Salute 26 Giugno 2025 12:28

Malattie autoimmuni, il rischio di disturbi affettivi quasi raddoppia

 Lo rivela uno studio su 1,5 milioni di persone nel Regno Unito. L’infiammazione cronica potrebbe essere la chiave del legame. Colpite soprattutto le donne: “Screening psicologico precoce anche per loro”
Malattie autoimmuni, il rischio di disturbi affettivi quasi raddoppia

Non solo dolore fisico, fatica, sintomi imprevedibili. Convivere  con una malattia autoimmune significa anche essere più a rischio di disturbi mentali, dalla depressione all’ansia, fino al disturbo bipolare. Il legame tra la salute mentale è le patologie autoimmuni è il focus di uno studio britannico pubblicato su BMJ Mental Health. I ricercatori hanno dimostrato che il rischio di ricevere una diagnosi psichiatrica quasi raddoppia nelle persone con una malattia autoimmune. Una condizione che, nel 75% dei casi, riguarda le donne, ancora una volta più vulnerabili anche dal punto di vista emotivo.

I numeri di un rischio nascosto

Lo studio ha attinto ai dati del progetto Our Future Health, che coinvolge oltre 1,5 milioni di cittadini britannici.
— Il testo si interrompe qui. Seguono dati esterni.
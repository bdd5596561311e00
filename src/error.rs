//! Error types for the cut path client

use std::path::PathBuf;

/// Errors produced while talking to the vectorization service
#[derive(Debug, thiserror::Error)]
pub enum Error {
    /// The service answered, but with a non-success status.
    #[error("cut path generation failed")]
    GenerationFailed,

    /// The request never completed (connect, DNS, abort, body read).
    #[error(transparent)]
    Transport(#[from] reqwest::Error),

    #[error("failed to read source file '{}': {source}", .path.display())]
    ReadSource {
        path: PathBuf,
        #[source]
        source: std::io::Error,
    },

    #[error("invalid API base URL '{value}': {source}")]
    InvalidBaseUrl {
        value: String,
        #[source]
        source: url::ParseError,
    },

    #[error("API base URL '{0}' must use http or https")]
    UnsupportedScheme(String),

    #[error("no API base URL configured (set {})", crate::config::API_BASE_ENV)]
    MissingBaseUrl,

    #[error("invalid media type '{0}'")]
    InvalidMediaType(String),

    #[error("response is not an SVG document: {0}")]
    InvalidSvg(String),
}

pub type Result<T> = std::result::Result<T, Error>;

impl Error {
    /// True when the service was reached and rejected the request
    pub fn is_generation_failure(&self) -> bool {
        matches!(self, Error::GenerationFailed)
    }

    /// True when the request could not be completed at all
    pub fn is_transport(&self) -> bool {
        matches!(self, Error::Transport(_))
    }
}
use ball_capture_common::command::{SaveCommand, SaveResponse, MAX_RESPONSE_SIZE};
use tokio::io::{AsyncReadExt, AsyncWriteExt};
use tokio::net::TcpStream;
use tracing::{info, warn};

#[derive(Debug, thiserror::Error)]
pub enum RemoteSaveError {
    #[error("command socket error: {0}")]
    Io(#[from] std::io::Error),
    #[error("command server closed the connection")]
    Closed,
    #[error("response was not valid UTF-8")]
    BadEncoding,
    #[error("robot refused to save: {0}")]
    Rejected(String),
}

/// Client for the robot's save command socket.
///
/// One request, one response per call. The response read has no timeout by
/// design: a hung server stalls the command, never the stream display.
pub struct RemoteSaveClient {
    stream: TcpStream,
}

impl RemoteSaveClient {
    pub async fn connect(addr: &str) -> Result<Self, RemoteSaveError> {
        let stream = TcpStream::connect(addr).await?;
        Ok(Self { stream })
    }

    /// Send a save command and wait for the acknowledgment. On success the
    /// returned string is the path the robot saved the image under.
    pub async fn save(&mut self, command: &SaveCommand) -> Result<String, RemoteSaveError> {
        self.stream.write_all(command.encode().as_bytes()).await?;

        let mut buf = [0u8; MAX_RESPONSE_SIZE];
        let n = self.stream.read(&mut buf).await?;
        if n == 0 {
            return Err(RemoteSaveError::Closed);
        }
        let text = std::str::from_utf8(&buf[..n]).map_err(|_| RemoteSaveError::BadEncoding)?;

        match SaveResponse::parse(text) {
            SaveResponse::Saved { path } => Ok(path),
            SaveResponse::Error { message } => Err(RemoteSaveError::Rejected(message)),
        }
    }
}

/// Seam between the synchronous display loop and the robot-side save path,
/// so save coordination can be tested without a live socket.
pub trait RemoteSaver {
    /// Attempt a remote save, reporting success. Failures are logged for the
    /// operator, never raised.
    fn save(&mut self, filename: Option<&str>) -> bool;
}

/// [`RemoteSaver`] backed by a [`RemoteSaveClient`], driven to completion on
/// the caller's thread through a runtime handle.
pub struct BlockingRemoteSaver {
    handle: tokio::runtime::Handle,
    client: RemoteSaveClient,
}

impl BlockingRemoteSaver {
    pub fn new(handle: tokio::runtime::Handle, client: RemoteSaveClient) -> Self {
        Self { handle, client }
    }
}

impl RemoteSaver for BlockingRemoteSaver {
    fn save(&mut self, filename: Option<&str>) -> bool {
        let command = match filename {
            Some(name) => SaveCommand::with_filename(name),
            None => SaveCommand::new(),
        };
        match self.handle.block_on(self.client.save(&command)) {
            Ok(path) => {
                info!(path, "image saved on robot");
                true
            }
            Err(e) => {
                warn!(error = %e, "remote save failed");
                false
            }
        }
    }
}

#[cfg(test)]
mod tests {
    use super::*;
    use tokio::net::TcpListener;

    /// One-shot command server: asserts the expected request, sends a canned
    /// response.
    async fn spawn_server(expect: &'static str, reply: &'static str) -> String {
        let listener = TcpListener::bind("127.0.0.1:0").await.unwrap();
        let addr = listener.local_addr().unwrap().to_string();
        tokio::spawn(async move {
            let (mut sock, _) = listener.accept().await.unwrap();
            let mut buf = [0u8; 256];
            let n = sock.read(&mut buf).await.unwrap();
            assert_eq!(std::str::from_utf8(&buf[..n]).unwrap(), expect);
            sock.write_all(reply.as_bytes()).await.unwrap();
        });
        addr
    }

    #[tokio::test]
    async fn save_without_filename_extracts_remote_path() {
        let addr = spawn_server("SAVE", "SAVED:/data/img001.jpg").await;
        let mut client = RemoteSaveClient::connect(&addr).await.unwrap();
        let path = client.save(&SaveCommand::new()).await.unwrap();
        assert_eq!(path, "/data/img001.jpg");
    }

    #[tokio::test]
    async fn save_with_filename_sends_it_on_the_wire() {
        let addr = spawn_server("SAVE:shot.jpg", "SAVED:/data/shot.jpg").await;
        let mut client = RemoteSaveClient::connect(&addr).await.unwrap();
        let path = client
            .save(&SaveCommand::with_filename("shot.jpg"))
            .await
            .unwrap();
        assert_eq!(path, "/data/shot.jpg");
    }

    #[tokio::test]
    async fn error_response_surfaces_full_text() {
        let addr = spawn_server("SAVE", "ERROR:disk full").await;
        let mut client = RemoteSaveClient::connect(&addr).await.unwrap();
        let err = client.save(&SaveCommand::new()).await.unwrap_err();
        match err {
            RemoteSaveError::Rejected(message) => assert_eq!(message, "ERROR:disk full"),
            other => panic!("expected Rejected, got {other:?}"),
        }
    }

    #[tokio::test]
    async fn closed_socket_reports_closed() {
        let listener = TcpListener::bind("127.0.0.1:0").await.unwrap();
        let addr = listener.local_addr().unwrap().to_string();
        tokio::spawn(async move {
            let (mut sock, _) = listener.accept().await.unwrap();
            let mut buf = [0u8; 256];
            let _ = sock.read(&mut buf).await.unwrap();
            // drop without replying
        });
        let mut client = RemoteSaveClient::connect(&addr).await.unwrap();
        let err = client.save(&SaveCommand::new()).await.unwrap_err();
        assert!(matches!(err, RemoteSaveError::Closed));
    }
}
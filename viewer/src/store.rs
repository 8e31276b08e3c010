use image::RgbImage;
use std::sync::Mutex;

/// What the display loop can observe about the stream socket.
#[derive(Debug, Clone, PartialEq, Eq)]
pub enum StreamStatus {
    /// Connected, no frame decoded yet.
    Waiting,
    /// At least one frame has been published.
    Live,
    /// The receiver loop ended. The slot keeps the last published frame.
    Lost { reason: String },
}

/// Single-slot store for the most recent decoded frame.
///
/// The receiver task publishes into it, the display loop reads from it; only
/// the latest frame is retained. The one lock guards both the slot and the
/// stream status so a reader never sees a frame without its matching status.
pub struct FrameStore {
    inner: Mutex<Inner>,
}

struct Inner {
    frame: Option<RgbImage>,
    status: StreamStatus,
}

impl FrameStore {
    pub fn new() -> Self {
        Self {
            inner: Mutex::new(Inner {
                frame: None,
                status: StreamStatus::Waiting,
            }),
        }
    }

    /// Replace the current frame with a newly decoded one.
    pub fn publish(&self, frame: RgbImage) {
        let mut inner = self.inner.lock().unwrap_or_else(|e| e.into_inner());
        inner.frame = Some(frame);
        if inner.status == StreamStatus::Waiting {
            inner.status = StreamStatus::Live;
        }
    }

    /// Copy of the current frame, or `None` if nothing has arrived yet.
    /// The clone happens under the lock; callers never hold it during I/O.
    pub fn read_latest(&self) -> Option<RgbImage> {
        let inner = self.inner.lock().unwrap_or_else(|e| e.into_inner());
        inner.frame.clone()
    }

    /// Mark the stream as dead. Called by the receiver task on exit so the
    /// display loop can tell a stalled stream from a slow one.
    pub fn mark_lost(&self, reason: impl Into<String>) {
        let mut inner = self.inner.lock().unwrap_or_else(|e| e.into_inner());
        inner.status = StreamStatus::Lost {
            reason: reason.into(),
        };
    }

    pub fn status(&self) -> StreamStatus {
        let inner = self.inner.lock().unwrap_or_else(|e| e.into_inner());
        inner.status.clone()
    }
}

impl Default for FrameStore {
    fn default() -> Self {
        Self::new()
    }
}
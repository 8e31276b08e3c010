use image::RgbImage;
use minifb::{Key, KeyRepeat, Window, WindowOptions};
use std::sync::atomic::{AtomicBool, Ordering};
use std::sync::Arc;
use std::time::Duration;
use tracing::error;

use crate::font;
use crate::remote::RemoteSaver;
use crate::session::CaptureSession;
use crate::store::{FrameStore, StreamStatus};

const WINDOW_TITLE: &str = "Robot Camera Stream - Ball Detection Dataset";
const FIRST_FRAME_POLL: Duration = Duration::from_millis(100);
const TARGET_FPS: usize = 30;
const OVERLAY_SCALE: usize = 2;

const GREEN: u32 = 0x00FF00;
const WHITE: u32 = 0xFFFFFF;
const RED: u32 = 0xFF4040;

#[derive(Debug, thiserror::Error)]
pub enum DisplayError {
    #[error("window error: {0}")]
    Window(#[from] minifb::Error),
    #[error("stream ended before the first frame arrived: {0}")]
    NoFirstFrame(String),
}

pub fn print_instructions() {
    println!(
        "\n=== BALL DETECTION DATASET CAPTURE ===\n\
         Controls:\n\
         - S or SPACE: save image on the robot\n\
         - L: save image locally\n\
         - B: save both, under one shared filename\n\
         - H: show this help again\n\
         - Q or ESC: quit\n\n\
         Tip: vary the ball position, lighting and angle for a diverse dataset.\n"
    );
}

/// Display and input loop. Blocks the calling thread until the operator
/// quits, the window closes, or shutdown is requested.
pub fn run<R: RemoteSaver>(
    store: Arc<FrameStore>,
    session: &mut CaptureSession<R>,
    shutdown: Arc<AtomicBool>,
) -> Result<(), DisplayError> {
    // Waiting state: poll until the first frame lands so the window can be
    // sized to the stream.
    let first = loop {
        if shutdown.load(Ordering::Relaxed) {
            return Ok(());
        }
        if let Some(frame) = store.read_latest() {
            break frame;
        }
        if let StreamStatus::Lost { reason } = store.status() {
            return Err(DisplayError::NoFirstFrame(reason));
        }
        std::thread::sleep(FIRST_FRAME_POLL);
    };

    let (width, height) = first.dimensions();
    let mut window = Window::new(
        WINDOW_TITLE,
        width as usize,
        height as usize,
        WindowOptions::default(),
    )?;
    window.set_target_fps(TARGET_FPS);

    print_instructions();

    let mut stream_lost_logged = false;

    while window.is_open() && !shutdown.load(Ordering::Relaxed) {
        let status = store.status();
        if let StreamStatus::Lost { reason } = &status {
            if !stream_lost_logged {
                error!(reason, "video stream lost, still showing the last frame");
                stream_lost_logged = true;
            }
        }

        // A frame always exists past the waiting state.
        if let Some(frame) = store.read_latest() {
            let (fw, fh) = frame.dimensions();
            let mut buffer = rgb_to_argb(&frame);
            draw_overlay(
                &mut buffer,
                fw as usize,
                fh as usize,
                session.saved_count(),
                matches!(status, StreamStatus::Lost { .. }),
            );
            window.update_with_buffer(&buffer, fw as usize, fh as usize)?;
        }

        let mut quit = false;
        for key in window.get_keys_pressed(KeyRepeat::No) {
            match key {
                Key::Q | Key::Escape => quit = true,
                Key::S | Key::Space => {
                    session.save_remote();
                }
                Key::L => {
                    session.save_local();
                }
                Key::B => {
                    session.save_both();
                }
                Key::H => print_instructions(),
                _ => {}
            }
        }
        if quit {
            break;
        }
    }

    Ok(())
}

/// Convert an RGB frame to the packed ARGB buffer minifb wants.
fn rgb_to_argb(frame: &RgbImage) -> Vec<u32> {
    frame
        .pixels()
        .map(|p| {
            let [r, g, b] = p.0;
            (u32::from(r) << 16) | (u32::from(g) << 8) | u32::from(b)
        })
        .collect()
}

fn draw_overlay(buffer: &mut [u32], width: usize, height: usize, saved: u64, lost: bool) {
    let line_height = font::GLYPH_HEIGHT * OVERLAY_SCALE;

    font::draw_text(
        buffer,
        width,
        height,
        10,
        10,
        &format!("Images saved: {saved}"),
        GREEN,
        OVERLAY_SCALE,
    );
    font::draw_text(
        buffer,
        width,
        height,
        10,
        height.saturating_sub(line_height + 10),
        "S save  L local  B both  H help  Q quit",
        WHITE,
        OVERLAY_SCALE,
    );
    if lost {
        let banner = "STREAM LOST";
        let x = width.saturating_sub(font::text_width(banner, OVERLAY_SCALE)) / 2;
        font::draw_text(
            buffer,
            width,
            height,
            x,
            10 + line_height + 6,
            banner,
            RED,
            OVERLAY_SCALE,
        );
    }
}

#[cfg(test)]
mod tests {
    use super::*;
    use image::Rgb;

    #[test]
    fn argb_conversion_packs_channels() {
        let mut frame = RgbImage::new(2, 1);
        frame.put_pixel(0, 0, Rgb([0x12, 0x34, 0x56]));
        frame.put_pixel(1, 0, Rgb([0xFF, 0x00, 0x00]));
        let buf = rgb_to_argb(&frame);
        assert_eq!(buf, vec![0x123456, 0xFF0000]);
    }

    #[test]
    fn overlay_marks_counter_and_loss() {
        let mut buf = vec![0u32; 320 * 240];
        draw_overlay(&mut buf, 320, 240, 7, true);
        assert!(buf.contains(&GREEN));
        assert!(buf.contains(&WHITE));
        assert!(buf.contains(&RED));
    }
}
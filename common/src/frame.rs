use chrono::{DateTime, Local};

/// Wire format for the video stream socket:
///
///   [0..4]  payload_len  (u32 big-endian)
///   [4..]   payload      (encoded image bytes, exactly payload_len long)
///
/// Frames repeat back to back with no other delimiters, so a reader must
/// consume exactly `LENGTH_PREFIX_SIZE + payload_len` bytes per frame to
/// stay aligned with the stream.
pub const LENGTH_PREFIX_SIZE: usize = 4;

/// Upper bound on a single frame payload. The camera streams sub-megabyte
/// JPEGs; anything larger means the prefix was read out of alignment.
pub const MAX_PAYLOAD_SIZE: usize = 16 * 1024 * 1024;

/// Serialize one frame payload with its length prefix.
pub fn encode_frame(payload: &[u8]) -> Vec<u8> {
    let mut buf = Vec::with_capacity(LENGTH_PREFIX_SIZE + payload.len());
    buf.extend_from_slice(&(payload.len() as u32).to_be_bytes());
    buf.extend_from_slice(payload);
    buf
}

/// Parse the 4-byte length prefix, validating it against [`MAX_PAYLOAD_SIZE`].
pub fn parse_length_prefix(prefix: [u8; LENGTH_PREFIX_SIZE]) -> Result<usize, FrameError> {
    let len = u32::from_be_bytes(prefix) as usize;
    if len > MAX_PAYLOAD_SIZE {
        return Err(FrameError::PayloadTooLarge {
            got: len,
            max: MAX_PAYLOAD_SIZE,
        });
    }
    Ok(len)
}

#[derive(Debug, thiserror::Error)]
pub enum FrameError {
    #[error("frame payload of {got} bytes exceeds maximum of {max}")]
    PayloadTooLarge { got: usize, max: usize },
}

/// Generate a capture filename for a locally saved image.
/// e.g. "ball_dataset_0001_20260830_142733_512.jpg"
pub fn capture_filename(prefix: &str, seq: u32, at: DateTime<Local>) -> String {
    format!("{prefix}_{seq:04}_{ts}.jpg", ts = at.format("%Y%m%d_%H%M%S_%3f"))
}

/// Same as [`capture_filename`] using the current wall-clock time.
pub fn capture_filename_now(prefix: &str, seq: u32) -> String {
    capture_filename(prefix, seq, Local::now())
}
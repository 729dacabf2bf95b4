pub mod clean;

pub use clean::run_clean;
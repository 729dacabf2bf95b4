pub mod logging;
pub mod progress;
pub mod types;
pub mod utils;

pub use logging::*;
pub use types::*;
pub use utils::*;

#[allow(unused_imports)]
pub use progress::create_spinner;
use anyhow::{anyhow, Result};
use serde_json::{Map, Value};
use std::collections::HashSet;

use crate::common::CleanedRecord;

/// Trim a string and collapse every run of whitespace into a single space.
pub fn clean_text(text: &str) -> String {
    text.split_whitespace().collect::<Vec<_>>().join(" ")
}

/// Clean one decoded document record against the whitelist.
///
/// Returns `Ok(None)` when the record's trimmed `docId` is not whitelisted
/// (a silent skip). Most fields are accessed defensively with empty defaults,
/// but a missing `first` or `last` on an author entry is an error for the
/// whole record; the caller logs it and drops the file.
pub fn clean_record(
    data: &Value,
    valid_ids: &HashSet<String>,
) -> Result<Option<CleanedRecord>> {
    let doc_id = data
        .get("docId")
        .and_then(Value::as_str)
        .unwrap_or("")
        .trim();

    if !valid_ids.contains(doc_id) {
        return Ok(None);
    }

    let metadata = data.get("metadata");

    let title = metadata
        .and_then(|m| m.get("title"))
        .and_then(Value::as_str)
        .map(clean_text)
        .unwrap_or_default();

    let authors = join_authors(metadata.and_then(|m| m.get("authors")))?;
    let abstract_text = extract_abstract(data.get("abstract"));

    let bib_entries = match data.get("bib_entries") {
        Some(Value::Object(map)) => map.clone(),
        _ => Map::new(),
    };

    Ok(Some(CleanedRecord {
        doc_id: doc_id.to_string(),
        title,
        authors,
        abstract_text,
        bib_entries,
    }))
}

/// Join author entries into a single "first last, first last" string,
/// preserving input order. Each name is trimmed after concatenation so
/// a one-sided name does not carry a stray space.
fn join_authors(authors: Option<&Value>) -> Result<String> {
    let entries = match authors {
        Some(Value::Array(entries)) => entries,
        _ => return Ok(String::new()),
    };

    let mut names = Vec::with_capacity(entries.len());
    for (idx, author) in entries.iter().enumerate() {
        let first = author
            .get("first")
            .and_then(Value::as_str)
            .ok_or_else(|| anyhow!("author[{}] is missing the 'first' field", idx))?;
        let last = author
            .get("last")
            .and_then(Value::as_str)
            .ok_or_else(|| anyhow!("author[{}] is missing the 'last' field", idx))?;
        names.push(format!("{} {}", first, last).trim().to_string());
    }
    Ok(names.join(", "))
}

/// The abstract arrives in one of three shapes: a list of sentence objects,
/// a bare string, or nothing usable. Anything else collapses to empty.
fn extract_abstract(abstract_value: Option<&Value>) -> String {
    match abstract_value {
        Some(Value::Array(sentences)) => {
            let fragments: Vec<String> = sentences
                .iter()
                .map(|entry| {
                    entry
                        .get("sentence")
                        .and_then(Value::as_str)
                        .map(clean_text)
                        .unwrap_or_default()
                })
                .filter(|fragment| !fragment.is_empty())
                .collect();
            fragments.join(" ")
        }
        Some(Value::String(text)) => clean_text(text),
        _ => String::new(),
    }
}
Di questi, 37.808 hanno dichiarato di soffrire di almeno una delle sei malattie autoimmuni considerate: artrite reumatoide, sindrome di Graves, malattia infiammatoria intestinale, lupus, sclerosi multipla e psoriasi. Il confronto con la popolazione generale è netto. La prevalenza di almeno un disturbo affettivo è del 29% tra i soggetti con malattia autoimmune, contro il 18% tra chi non ne soffre. Nel dettaglio, depressione (25,5% vs poco più del 15%), ansia (21% vs 12,5%) e disturbo bipolare (1% vs 0,5%) risultano tutti significativamente più frequenti. E il divario si fa ancora più marcato quando si guarda al genere: tra chi convive con una patologia autoimmune, il 32% delle donne ha ricevuto una diagnosi psichiatrica, contro il 21% degli uomini.

L’infiammazione come possibile anello di congiunzione

Sebbene lo studio non possa dimostrare un nesso causale diretto, i ricercatori ipotizzano che a giocare un ruolo chiave sia l’infiammazione cronica sistemica, un tratto comune alle malattie autoimmuni. In assenza di marcatori biologici diretti, la diagnosi autoimmune è stata utilizzata come proxy clinico per uno stato infiammatorio persistente. Una “costellazione” di fattori – citochine, anticorpi, ormoni sessuali, stress cronico – potrebbe favorire l’emergere di sintomi psichici, specie nelle donne, che mostrano una risposta immunitaria più intensa e un’incidenza più alta di malattie autoimmuni. “È possibile che le donne affrontino una doppia sfida: una maggiore suscettibilità biologica alle infiammazioni e un impatto più marcato sulla salute mentale”, osservano i ricercatori.

Verso un approccio integrato e personalizzato

Anche dopo l’aggiustamento per età, reddito e storia familiare, il rischio resta elevato: +87-97% per ogni disturbo affettivo considerato. Il dato, secondo gli autori, è abbastanza solido da suggerire un cambio di rotta. In attesa di studi futuri che chiariscano tempi, gravità e meccanismi biologici del legame tra autoimmunità e psiche, l’invito è uno: inserire lo screening psicologico nei protocolli di cura delle malattie autoimmuni, sin dalla diagnosi e con particolare attenzione alle pazienti donne. “È necessario riconoscere i segnali della sofferenza mentale prima che diventino cronici. Il trattamento precoce può fare la differenza”. A questo si aggiunge la necessità di approfondire altri fattori modificabili, come il dolore cronico, la fatica, i disturbi del sonno e l’isolamento sociale, per sviluppare strategie personalizzate di supporto e prevenzione.